Exercise objective |
Extract all lines that hold "rusqlite" from the records below.

Information shown |

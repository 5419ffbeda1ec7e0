#[derive(Debug, thiserror::Error)]
pub enum StoreError {
    #[error("database error: {0}")]
    Database(String),

    #[error("corrupt row in {table}.{column}: {detail}")]
    CorruptRow {
        table: &'static str,
        column: &'static str,
        detail: String,
    },

    #[error("serialization error: {0}")]
    Serialization(String),

    #[error("IO error: {0}")]
    Io(String),
}

impl From<rusqlite::Error> for StoreError {
    fn from(e: rusqlite::Error) -> Self {
        StoreError::Database(e.to_string())
    }
}

impl From<serde_json::Error> for StoreError {
    fn from(e: serde_json::Error) -> Self {
        StoreError::Serialization(e.to_string())
    }
}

Result below |
impl From<rusqlite::Error> for StoreError {
    fn from(e: rusqlite::Error) -> Self {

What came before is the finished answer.